• **YOUR ASSIGNMENT**:
Reproduce all the entries, matching the original word for word.
[EXTRACTED MATERIAL — start]
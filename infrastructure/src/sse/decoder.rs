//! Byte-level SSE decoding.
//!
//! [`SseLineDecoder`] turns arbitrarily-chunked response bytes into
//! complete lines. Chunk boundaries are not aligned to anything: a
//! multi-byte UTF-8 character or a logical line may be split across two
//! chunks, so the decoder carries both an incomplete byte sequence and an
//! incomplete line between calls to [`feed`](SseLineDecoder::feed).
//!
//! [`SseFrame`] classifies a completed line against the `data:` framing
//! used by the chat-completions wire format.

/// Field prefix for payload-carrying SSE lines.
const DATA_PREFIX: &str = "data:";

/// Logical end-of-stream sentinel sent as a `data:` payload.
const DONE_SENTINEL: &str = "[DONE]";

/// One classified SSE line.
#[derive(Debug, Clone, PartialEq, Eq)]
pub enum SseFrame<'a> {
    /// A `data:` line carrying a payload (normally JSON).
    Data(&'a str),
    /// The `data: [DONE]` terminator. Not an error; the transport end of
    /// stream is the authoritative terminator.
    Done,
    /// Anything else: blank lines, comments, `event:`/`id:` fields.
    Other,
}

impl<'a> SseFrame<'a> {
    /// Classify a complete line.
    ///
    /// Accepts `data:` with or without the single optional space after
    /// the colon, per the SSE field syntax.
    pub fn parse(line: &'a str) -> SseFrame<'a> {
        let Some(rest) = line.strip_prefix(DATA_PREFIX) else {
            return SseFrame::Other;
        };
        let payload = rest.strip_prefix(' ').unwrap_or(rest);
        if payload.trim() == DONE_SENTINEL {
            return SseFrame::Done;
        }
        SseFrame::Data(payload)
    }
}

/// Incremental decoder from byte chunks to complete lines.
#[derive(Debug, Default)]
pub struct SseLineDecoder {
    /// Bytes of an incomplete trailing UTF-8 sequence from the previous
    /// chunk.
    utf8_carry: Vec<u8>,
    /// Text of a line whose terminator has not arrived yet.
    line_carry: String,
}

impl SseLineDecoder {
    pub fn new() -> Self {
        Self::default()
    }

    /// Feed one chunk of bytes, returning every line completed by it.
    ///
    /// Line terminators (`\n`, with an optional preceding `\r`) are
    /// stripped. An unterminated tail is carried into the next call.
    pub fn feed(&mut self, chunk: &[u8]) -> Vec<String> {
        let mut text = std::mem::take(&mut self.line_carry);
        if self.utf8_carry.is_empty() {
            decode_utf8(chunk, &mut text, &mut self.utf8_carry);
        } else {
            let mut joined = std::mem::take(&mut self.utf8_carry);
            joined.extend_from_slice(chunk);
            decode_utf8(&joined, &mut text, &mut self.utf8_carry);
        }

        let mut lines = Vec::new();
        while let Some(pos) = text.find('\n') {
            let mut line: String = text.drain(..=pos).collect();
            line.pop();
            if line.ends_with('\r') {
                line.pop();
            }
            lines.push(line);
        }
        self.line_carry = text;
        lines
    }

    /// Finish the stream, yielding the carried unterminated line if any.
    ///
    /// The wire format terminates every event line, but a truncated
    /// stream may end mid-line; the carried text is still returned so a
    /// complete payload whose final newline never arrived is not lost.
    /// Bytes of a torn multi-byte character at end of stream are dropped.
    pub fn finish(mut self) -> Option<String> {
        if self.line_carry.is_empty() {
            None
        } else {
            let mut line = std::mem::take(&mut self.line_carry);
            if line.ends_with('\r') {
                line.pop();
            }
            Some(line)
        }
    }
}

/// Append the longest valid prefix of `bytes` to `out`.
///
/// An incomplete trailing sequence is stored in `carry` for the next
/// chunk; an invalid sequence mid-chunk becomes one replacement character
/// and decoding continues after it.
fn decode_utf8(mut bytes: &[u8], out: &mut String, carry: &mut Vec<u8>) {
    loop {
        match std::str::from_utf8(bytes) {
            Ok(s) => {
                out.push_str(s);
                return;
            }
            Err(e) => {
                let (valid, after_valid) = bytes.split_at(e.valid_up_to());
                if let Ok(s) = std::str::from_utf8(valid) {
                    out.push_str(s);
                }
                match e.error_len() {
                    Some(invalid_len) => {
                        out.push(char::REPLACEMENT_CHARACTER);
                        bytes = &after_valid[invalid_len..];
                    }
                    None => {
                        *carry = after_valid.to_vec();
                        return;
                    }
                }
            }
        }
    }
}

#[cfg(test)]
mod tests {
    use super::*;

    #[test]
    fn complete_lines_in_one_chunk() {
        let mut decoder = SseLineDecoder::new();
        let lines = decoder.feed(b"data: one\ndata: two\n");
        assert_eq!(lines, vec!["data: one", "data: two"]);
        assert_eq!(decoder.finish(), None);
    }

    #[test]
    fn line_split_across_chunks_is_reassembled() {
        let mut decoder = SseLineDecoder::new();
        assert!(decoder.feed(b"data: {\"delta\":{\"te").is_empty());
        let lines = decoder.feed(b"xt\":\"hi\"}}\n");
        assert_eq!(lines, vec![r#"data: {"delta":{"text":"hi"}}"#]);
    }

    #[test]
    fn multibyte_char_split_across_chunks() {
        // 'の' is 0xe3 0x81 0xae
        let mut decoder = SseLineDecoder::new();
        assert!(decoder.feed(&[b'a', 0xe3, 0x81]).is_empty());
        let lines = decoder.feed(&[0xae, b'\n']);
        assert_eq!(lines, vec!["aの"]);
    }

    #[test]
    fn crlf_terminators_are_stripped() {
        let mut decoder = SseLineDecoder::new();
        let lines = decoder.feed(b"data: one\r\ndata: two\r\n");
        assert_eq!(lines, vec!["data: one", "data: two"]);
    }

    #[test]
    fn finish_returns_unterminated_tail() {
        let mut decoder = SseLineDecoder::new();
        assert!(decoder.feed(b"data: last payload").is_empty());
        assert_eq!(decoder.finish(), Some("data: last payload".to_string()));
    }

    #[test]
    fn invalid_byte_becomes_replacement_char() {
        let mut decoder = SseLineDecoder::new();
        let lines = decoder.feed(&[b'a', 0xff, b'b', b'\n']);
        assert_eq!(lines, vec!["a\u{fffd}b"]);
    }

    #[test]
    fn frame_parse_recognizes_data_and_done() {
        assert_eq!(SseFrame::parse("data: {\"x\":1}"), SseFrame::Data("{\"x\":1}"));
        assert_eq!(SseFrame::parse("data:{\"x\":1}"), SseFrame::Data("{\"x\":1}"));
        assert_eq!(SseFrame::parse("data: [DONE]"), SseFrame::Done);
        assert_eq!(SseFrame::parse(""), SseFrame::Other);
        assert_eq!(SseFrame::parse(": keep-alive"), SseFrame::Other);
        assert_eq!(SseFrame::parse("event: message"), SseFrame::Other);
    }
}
[EXTRACTED MATERIAL — finish]
• **ANSWER BOX**:
filename infrastructure/src/sse/decoder.rs
//! Byte-level SSE decoding.
//!
//! [`SseLineDecoder`] turns arbitrarily-chunked response bytes into
//! complete lines. Chunk boundaries are not aligned to anything: a
//! multi-byte UTF-8 character or a logical line may be split across two
//! chunks, so the decoder carries both an incomplete byte sequence and an
//! incomplete line between calls to [`feed`](SseLineDecoder::feed).
//!
//! [`SseFrame`] classifies a completed line against the `data:` framing
//! used by the chat-completions wire format.

/// Field prefix for payload-carrying SSE lines.
const DATA_PREFIX: &str = "data:";

/// Logical end-of-stream sentinel sent as a `data:` payload.
const DONE_SENTINEL: &str = "[DONE]";

/// One classified SSE line.
#[derive(Debug, Clone, PartialEq, Eq)]
pub enum SseFrame<'a> {
    /// A `data:` line carrying a payload (normally JSON).
    Data(&'a str),
    /// The `data: [DONE]` terminator. Not an error; the transport end of
    /// stream is the authoritative terminator.
    Done,
    /// Anything else: blank lines, comments, `event:`/`id:` fields.
    Other,
}

impl<'a> SseFrame<'a> {
    /// Classify a complete line.
    ///
    /// Accepts `data:` with or without the single optional space after
    /// the colon, per the SSE field syntax.
    pub fn parse(line: &'a str) -> SseFrame<'a> {
        let Some(rest) = line.strip_prefix(DATA_PREFIX) else {
            return SseFrame::Other;
        };
        let payload = rest.strip_prefix(' ').unwrap_or(rest);
        if payload.trim() == DONE_SENTINEL {
            return SseFrame::Done;
        }
        SseFrame::Data(payload)
    }
}

/// Incremental decoder from byte chunks to complete lines.
#[derive(Debug, Default)]
pub struct SseLineDecoder {
    /// Bytes of an incomplete trailing UTF-8 sequence from the previous
    /// chunk.
    utf8_carry: Vec<u8>,
    /// Text of a line whose terminator has not arrived yet.
    line_carry: String,
}

impl SseLineDecoder {
    pub fn new() -> Self {
        Self::default()
    }

    /// Feed one chunk of bytes, returning every line completed by it.
    ///
    /// Line terminators (`\n`, with an optional preceding `\r`) are
    /// stripped. An unterminated tail is carried into the next call.
    pub fn feed(&mut self, chunk: &[u8]) -> Vec<String> {
        let mut text = std::mem::take(&mut self.line_carry);
        if self.utf8_carry.is_empty() {
            decode_utf8(chunk, &mut text, &mut self.utf8_carry);
        } else {
            let mut joined = std::mem::take(&mut self.utf8_carry);
            joined.extend_from_slice(chunk);
            decode_utf8(&joined, &mut text, &mut self.utf8_carry);
        }

        let mut lines = Vec::new();
        while let Some(pos) = text.find('\n') {
            let mut line: String = text.drain(..=pos).collect();
            line.pop();
            if line.ends_with('\r') {
                line.pop();
            }
            lines.push(line);
        }
        self.line_carry = text;
        lines
    }

    /// Finish the stream, yielding the carried unterminated line if any.
    ///
    /// The wire format terminates every event line, but a truncated
    /// stream may end mid-line; the carried text is still returned so a
    /// complete payload whose final newline never arrived is not lost.
    /// Bytes of a torn multi-byte character at end of stream are dropped.
    pub fn finish(mut self) -> Option<String> {
        if self.line_carry.is_empty() {
            None
        } else {
            let mut line = std::mem::take(&mut self.line_carry);
            if line.ends_with('\r') {
                line.pop();
            }
            Some(line)
        }
    }
}

/// Append the longest valid prefix of `bytes` to `out`.
///
/// An incomplete trailing sequence is stored in `carry` for the next
/// chunk; an invalid sequence mid-chunk becomes one replacement character
/// and decoding continues after it.
fn decode_utf8(mut bytes: &[u8], out: &mut String, carry: &mut Vec<u8>) {
    loop {
        match std::str::from_utf8(bytes) {
            Ok(s) => {
                out.push_str(s);
                return;
            }
            Err(e) => {
                let (valid, after_valid) = bytes.split_at(e.valid_up_to());
                if let Ok(s) = std::str::from_utf8(valid) {
                    out.push_str(s);
                }
                match e.error_len() {
                    Some(invalid_len) => {
                        out.push(char::REPLACEMENT_CHARACTER);
                        bytes = &after_valid[invalid_len..];
                    }
                    None => {
                        *carry = after_valid.to_vec();
                        return;
                    }
                }
            }
        }
    }
}

#[cfg(test)]
mod tests {
    use super::*;

    #[test]
    fn complete_lines_in_one_chunk() {
        let mut decoder = SseLineDecoder::new();
        let lines = decoder.feed(b"data: one\ndata: two\n");
        assert_eq!(lines, vec!["data: one", "data: two"]);
        assert_eq!(decoder.finish(), None);
    }

    #[test]
    fn line_split_across_chunks_is_reassembled() {
        let mut decoder = SseLineDecoder::new();
        assert!(decoder.feed(b"data: {\"delta\":{\"te").is_empty());
        let lines = decoder.feed(b"xt\":\"hi\"}}\n");
        assert_eq!(lines, vec![r#"data: {"delta":{"text":"hi"}}"#]);
    }

    #[test]
    fn multibyte_char_split_across_chunks() {
        // 'の' is 0xe3 0x81 0xae
        let mut decoder = SseLineDecoder::new();
        assert!(decoder.feed(&[b'a', 0xe3, 0x81]).is_empty());
        let lines = decoder.feed(&[0xae, b'\n']);
        assert_eq!(lines, vec!["aの"]);
    }

    #[test]
    fn crlf_terminators_are_stripped() {
        let mut decoder = SseLineDecoder::new();
        let lines = decoder.feed(b"data: one\r\ndata: two\r\n");
        assert_eq!(lines, vec!["data: one", "data: two"]);
    }

    #[test]
    fn finish_returns_unterminated_tail() {
        let mut decoder = SseLineDecoder::new();
        assert!(decoder.feed(b"data: last payload").is_empty());
        assert_eq!(decoder.finish(), Some("data: last payload".to_string()));
    }

    #[test]
    fn invalid_byte_becomes_replacement_char() {
        let mut decoder = SseLineDecoder::new();
        let lines = decoder.feed(&[b'a', 0xff, b'b', b'\n']);
        assert_eq!(lines, vec!["a\u{fffd}b"]);
    }

    #[test]
    fn frame_parse_recognizes_data_and_done() {
        assert_eq!(SseFrame::parse("data: {\"x\":1}"), SseFrame::Data("{\"x\":1}"));
        assert_eq!(SseFrame::parse("data:{\"x\":1}"), SseFrame::Data("{\"x\":1}"));
        assert_eq!(SseFrame::parse("data: [DONE]"), SseFrame::Done);
        assert_eq!(SseFrame::parse(""), SseFrame::Other);
        assert_eq!(SseFrame::parse(": keep-alive"), SseFrame::Other);
        assert_eq!(SseFrame::parse("event: message"), SseFrame::Other);
    }
}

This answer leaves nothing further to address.